- Born: 27 May 1955 (age 71) Liverpool, England, United Kingdom
- Education: Trinity College, London
- Known for: Organist of Liverpool Cathedral

= Ian Tracey (organist) =

British organist (born 1955)

Ian Graham Tracey DL (born 27 May 1955) is an English organist and choirmaster who has served as Organist of Liverpool Cathedral since 1980.

==Studies and career==
Tracey, who was born in Liverpool in 1955, initially studied the organ under the then Organist of Liverpool Cathedral, Noel Rawsthorne. He subsequently continued his studies at Trinity College, London, before gaining further experience in Paris under André Isoir and Jean Langlais.

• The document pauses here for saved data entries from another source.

#![doc = include_str!("../README.md")]
#![no_std]
#![deny(
    unsafe_code,
    unused_imports,
    unused_variables,
    unused_must_use,
    missing_docs,
    clippy::all,
    clippy::unwrap_used,
    clippy::expect_used,
    clippy::dbg_macro,
    clippy::todo,
    clippy::unimplemented
)]

#[macro_use]
extern crate alloc;

mod deque;
pub use deque::Deque;

mod fifo;
pub use fifo::Fifo;

mod heap;
pub use heap::{Heap, Max, MaxHeap, Min, MinHeap, OrderPolicy};

mod multiset;
pub use multiset::Multiset;

pub mod walkthrough;
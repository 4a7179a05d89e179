//! Prints the FIFO queue walkthrough transcript.

use container_primer::walkthrough;

fn main() {
    let mut transcript = String::new();
    let _ = walkthrough::fifo_walkthrough(&mut transcript);
    print!("{transcript}");
}
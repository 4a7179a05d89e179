use crate::deque::Deque;

/// A first-in-first-out queue.
///
/// A thin adapter over [`Deque`]: elements enter at the back and leave at
/// the front, so the oldest remaining element is always removed first.
#[derive(Debug, Clone)]
pub struct Fifo<T> {
    deque: Deque<T>,
}

impl<T> Fifo<T>
where
    T: Default + Clone,
{
    /// Creates a new, empty `Fifo`.
    ///
    /// # Returns
    ///
    /// * `Self` - The `Fifo` instance
    #[inline]
    pub fn new() -> Self {
        Self {
            deque: Deque::new(),
        }
    }

    /// Returns true if the queue is empty
    ///
    /// # Returns
    ///
    /// * `bool` - True if the queue is empty
    #[inline]
    pub const fn is_empty(&self) -> bool {
        self.deque.is_empty()
    }

    /// Returns the current number of elements stored in the queue
    ///
    /// # Returns
    ///
    /// * `usize` - The current number of elements stored in the queue
    #[inline]
    pub const fn len(&self) -> usize {
        self.deque.len()
    }

    /// Adds an element to the back of the queue
    ///
    /// # Arguments
    ///
    /// * `value` - The value to add
    #[inline]
    pub fn enqueue(&mut self, value: T) {
        self.deque.push_back(value);
    }

    /// Removes and returns the oldest remaining element
    ///
    /// If the queue is empty, returns None
    ///
    /// # Returns
    ///
    /// * `Option<T>` - The oldest remaining element, if it exists
    #[inline]
    pub fn dequeue(&mut self) -> Option<T> {
        self.deque.pop_front()
    }

    /// Returns a reference to the oldest remaining element
    ///
    /// If the queue is empty, returns None
    ///
    /// # Returns
    ///
    /// * `Option<&T>` - A reference to the oldest remaining element, if it exists
    #[inline]
    pub fn peek(&self) -> Option<&T> {
        self.deque.front()
    }

    /// Clears the queue
    #[inline]
    pub fn clear(&mut self) {
        self.deque.clear();
    }
}

impl<T: Default + Clone> Default for Fifo<T> {
    fn default() -> Self {
        Self::new()
    }
}

#[cfg(test)]
mod tests {
    use super::*;

    #[test]
    fn test_fifo_order() {
        let mut queue = Fifo::new();

        queue.enqueue(10);
        queue.enqueue(20);
        queue.enqueue(30);

        assert_eq!(queue.dequeue(), Some(10));
        assert_eq!(queue.dequeue(), Some(20));
        assert_eq!(queue.dequeue(), Some(30));
        assert!(queue.is_empty());
    }

    #[test]
    fn test_peek_does_not_remove() {
        let mut queue = Fifo::new();

        queue.enqueue(1);
        queue.enqueue(2);

        assert_eq!(queue.peek(), Some(&1));
        assert_eq!(queue.peek(), Some(&1));
        assert_eq!(queue.len(), 2);

        assert_eq!(queue.dequeue(), Some(1));
        assert_eq!(queue.peek(), Some(&2));
    }

    #[test]
    fn test_empty_queue() {
        let mut queue = Fifo::<i32>::new();

        assert!(queue.is_empty());
        assert_eq!(queue.peek(), None);
        assert_eq!(queue.dequeue(), None);
    }

    #[test]
    fn test_enqueue_after_drain() {
        let mut queue = Fifo::new();

        queue.enqueue(1);
        assert_eq!(queue.dequeue(), Some(1));
        assert!(queue.is_empty());

        queue.enqueue(2);
        queue.enqueue(3);
        assert_eq!(queue.dequeue(), Some(2));
        assert_eq!(queue.dequeue(), Some(3));
    }

    #[test]
    fn test_clear() {
        let mut queue = Fifo::new();

        queue.enqueue(1);
        queue.enqueue(2);
        queue.clear();

        assert!(queue.is_empty());
        assert_eq!(queue.dequeue(), None);
    }
}
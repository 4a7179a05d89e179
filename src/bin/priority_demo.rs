//! Prints the priority queue walkthrough transcript.

use container_primer::walkthrough;

fn main() {
    let mut transcript = String::new();
    let _ = walkthrough::priority_walkthrough(&mut transcript);
    print!("{transcript}");
}
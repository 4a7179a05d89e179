//! Prints the double-ended queue walkthrough transcript.

use container_primer::walkthrough;

fn main() {
    let mut transcript = String::new();
    let _ = walkthrough::deque_walkthrough(&mut transcript);
    print!("{transcript}");
}
//! Prints the sorted multiset walkthrough transcript.

use container_primer::walkthrough;

fn main() {
    let mut transcript = String::new();
    let _ = walkthrough::multiset_walkthrough(&mut transcript);
    print!("{transcript}");
}
use ahash::RandomState;
use hashbrown::HashMap;

use alloc::collections::BTreeSet;
use core::hash::Hash;

/// A sorted multiset of values.
///
/// Duplicates are allowed and iteration is always in non-decreasing order.
/// Multiplicities live in a hash map keyed by value, giving O(1) `count`
/// and `contains` lookups, while a sorted set of the distinct values drives
/// ordered iteration. Removal takes out exactly one instance of a value and
/// is a silent no-op when the value is absent.
#[derive(Debug, Clone)]
pub struct Multiset<T> {
    /// Maps each distinct value to its multiplicity
    freq: HashMap<T, usize, RandomState>,
    /// The distinct values in sorted order
    sorted: BTreeSet<T>,
    /// Total number of elements including duplicates
    total: usize,
}

impl<T> Multiset<T>
where
    T: Ord + Hash + Copy,
{
    /// Creates a new, empty `Multiset`.
    ///
    /// # Returns
    ///
    /// * `Self` - The `Multiset` instance
    pub fn new() -> Self {
        Self {
            freq: HashMap::with_hasher(RandomState::default()),
            sorted: BTreeSet::new(),
            total: 0,
        }
    }

    /// Returns true if the multiset is empty
    ///
    /// # Returns
    ///
    /// * `bool` - True if the multiset is empty
    #[inline]
    pub const fn is_empty(&self) -> bool {
        self.total == 0
    }

    /// Returns the total number of elements, counting duplicates
    ///
    /// # Returns
    ///
    /// * `usize` - The total number of elements stored in the multiset
    #[inline]
    pub const fn len(&self) -> usize {
        self.total
    }

    /// Returns the number of distinct values
    ///
    /// # Returns
    ///
    /// * `usize` - The number of distinct values stored in the multiset
    #[inline]
    pub fn distinct_len(&self) -> usize {
        self.sorted.len()
    }

    /// Inserts a value, incrementing its multiplicity
    ///
    /// # Arguments
    ///
    /// * `value` - The value to insert
    pub fn insert(&mut self, value: T) {
        *self.freq.entry(value).or_insert(0) += 1;
        self.sorted.insert(value);
        self.total += 1;
    }

    /// Removes exactly one instance of a value
    ///
    /// Removing an absent value is a no-op; other instances of the same
    /// value stay in the multiset.
    ///
    /// # Arguments
    ///
    /// * `value` - The value to remove one instance of
    ///
    /// # Returns
    ///
    /// * `bool` - True if an instance was removed
    pub fn remove_one(&mut self, value: T) -> bool {
        match self.freq.get_mut(&value) {
            Some(count) if *count > 1 => {
                *count -= 1;
            }
            Some(_) => {
                self.freq.remove(&value);
                self.sorted.remove(&value);
            }
            None => return false,
        }

        self.total -= 1;
        true
    }

    /// Returns the multiplicity of a value
    ///
    /// # Arguments
    ///
    /// * `value` - The value to look up
    ///
    /// # Returns
    ///
    /// * `usize` - The number of instances of the value, zero if absent
    #[inline]
    pub fn count(&self, value: &T) -> usize {
        self.freq.get(value).copied().unwrap_or(0)
    }

    /// Returns true if at least one instance of the value is present
    ///
    /// # Arguments
    ///
    /// * `value` - The value to look up
    ///
    /// # Returns
    ///
    /// * `bool` - True if the value is present
    #[inline]
    pub fn contains(&self, value: &T) -> bool {
        self.freq.contains_key(value)
    }

    /// Clears the multiset
    pub fn clear(&mut self) {
        self.freq.clear();
        self.sorted.clear();
        self.total = 0;
    }

    /// Returns an iterator over the elements in non-decreasing order,
    /// repeating each value once per instance
    ///
    /// # Returns
    ///
    /// * `impl Iterator<Item = T>` - An iterator over the elements in sorted order
    pub fn iter(&self) -> impl Iterator<Item = T> {
        self.sorted
            .iter()
            .flat_map(|&value| core::iter::repeat_n(value, self.count(&value)))
    }
}

impl<T: Ord + Hash + Copy> Default for Multiset<T> {
    fn default() -> Self {
        Self::new()
    }
}

#[cfg(test)]
mod tests {
    use super::*;
    use alloc::vec::Vec;
    use ordered_float::OrderedFloat;

    #[test]
    fn test_sorted_iteration_with_duplicates() {
        let mut set = Multiset::new();

        set.insert(10);
        set.insert(20);
        set.insert(10);
        set.insert(30);
        set.insert(20);

        let elems: Vec<_> = set.iter().collect();
        assert_eq!(elems, vec![10, 10, 20, 20, 30]);
        assert_eq!(set.len(), 5);
        assert_eq!(set.distinct_len(), 3);
    }

    #[test]
    fn test_remove_one_keeps_other_instances() {
        let mut set = Multiset::new();

        set.insert(10);
        set.insert(20);
        set.insert(10);
        set.insert(30);
        set.insert(20);

        assert!(set.remove_one(10));

        let elems: Vec<_> = set.iter().collect();
        assert_eq!(elems, vec![10, 20, 20, 30]);
        assert_eq!(set.count(&10), 1);
    }

    #[test]
    fn test_remove_one_absent_is_noop() {
        let mut set = Multiset::new();

        set.insert(1);
        set.insert(2);

        let before: Vec<_> = set.iter().collect();
        assert!(!set.remove_one(99));
        let after: Vec<_> = set.iter().collect();

        assert_eq!(before, after);
        assert_eq!(set.len(), 2);
    }

    #[test]
    fn test_remove_last_instance_drops_value() {
        let mut set = Multiset::new();

        set.insert(5);
        assert!(set.contains(&5));

        assert!(set.remove_one(5));
        assert!(!set.contains(&5));
        assert_eq!(set.count(&5), 0);
        assert!(set.is_empty());

        assert!(!set.remove_one(5));
    }

    #[test]
    fn test_unsorted_insertion_order() {
        let mut set = Multiset::new();

        for value in [9, 3, 7, 3, 1, 9, 9] {
            set.insert(value);
        }

        let elems: Vec<_> = set.iter().collect();
        assert_eq!(elems, vec![1, 3, 3, 7, 9, 9, 9]);
        assert_eq!(set.count(&9), 3);
        assert_eq!(set.count(&3), 2);
    }

    #[test]
    fn test_clear() {
        let mut set = Multiset::new();

        set.insert(1);
        set.insert(1);
        set.clear();

        assert!(set.is_empty());
        assert_eq!(set.distinct_len(), 0);
        assert_eq!(set.iter().count(), 0);
    }

    #[test]
    fn test_float_elements() {
        let mut set = Multiset::new();

        set.insert(OrderedFloat(2.5));
        set.insert(OrderedFloat(0.5));
        set.insert(OrderedFloat(2.5));

        let elems: Vec<_> = set.iter().collect();
        assert_eq!(
            elems,
            vec![OrderedFloat(0.5), OrderedFloat(2.5), OrderedFloat(2.5)]
        );

        assert!(set.remove_one(OrderedFloat(2.5)));
        assert_eq!(set.count(&OrderedFloat(2.5)), 1);
    }
}
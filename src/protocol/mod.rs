//! HTTP/1.1 Protocol Implementation
//!
//! The subset of HTTP/1.1 the server speaks: `GET` and `POST` requests,
//! `Content-Length` framed bodies and keep-alive via
//! `Connection: keep-alive` on HTTP/1.1.
//!
//! ## Modules
//!
//! - `types`: `Method`, `Request`, `StatusCode`, response head serialization
//!   and the MIME table
//! - `parser`: incremental request state machine over a `ByteBuffer`
//!
//! ## Example
//!
//! ```
//! use miniserver::buffer::ByteBuffer;
//! use miniserver::protocol::{Progress, RequestParser, StatusCode};
//!
//! let mut buf = ByteBuffer::new();
//! buf.append(b"GET / HTTP/1.1\r\nConnection: keep-alive\r\n\r\n");
//!
//! let mut parser = RequestParser::new();
//! assert_eq!(parser.parse(&mut buf).unwrap(), Progress::Complete);
//!
//! let request = parser.take_request().unwrap();
//! assert_eq!(request.path, "/index.html");
//! assert!(request.is_keep_alive());
//! assert_eq!(StatusCode::Ok.to_string(), "200 OK");
//! ```

pub mod parser;
pub mod types;

pub use parser::{escape_for_log, ParseError, ParseState, Progress, RequestParser};
pub use types::{mime_type, Method, Request, Response, ResponseHead, StatusCode};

In 1980, he succeeded Noel Rawsthorne and, in doing so, became the youngest cathedral organist in the United Kingdom at that time. He was later appointed Master of the Choristers, in addition to the position of organist, at Liverpool Cathedral.

In 2008, he relinquished the position of Master of the Choristers at Liverpool Cathedral to take up the role of Cathedral Organist (formerly known as Organist Titulaire); a role that gives him overall responsibility for the organs and recitals there, whilst affording him time for teaching, recording, writing and lecturing.

In addition to his Cathedral duties, Ian Tracey is also Organist (since 1986) to the City of Liverpool at St. George’s Hall, Chorus Master (since 1985) to the Royal Liverpool Philharmonic Society, Guest Music Director (since 1991) for the BBC's Daily Service, Professor, Fellow and Organist (since 1988) at Liverpool John Moores University and a past President (2001–2003) of the Incorporated Association of Organists. Since 2011, he has been Tonal Director for Makin Organs & Copeman Hart & Company Ltd.

Ian Tracey is in demand as an organ recitalist in the United Kingdom, Europe, and the United States, and has made a number of recordings, both solo and with orchestra.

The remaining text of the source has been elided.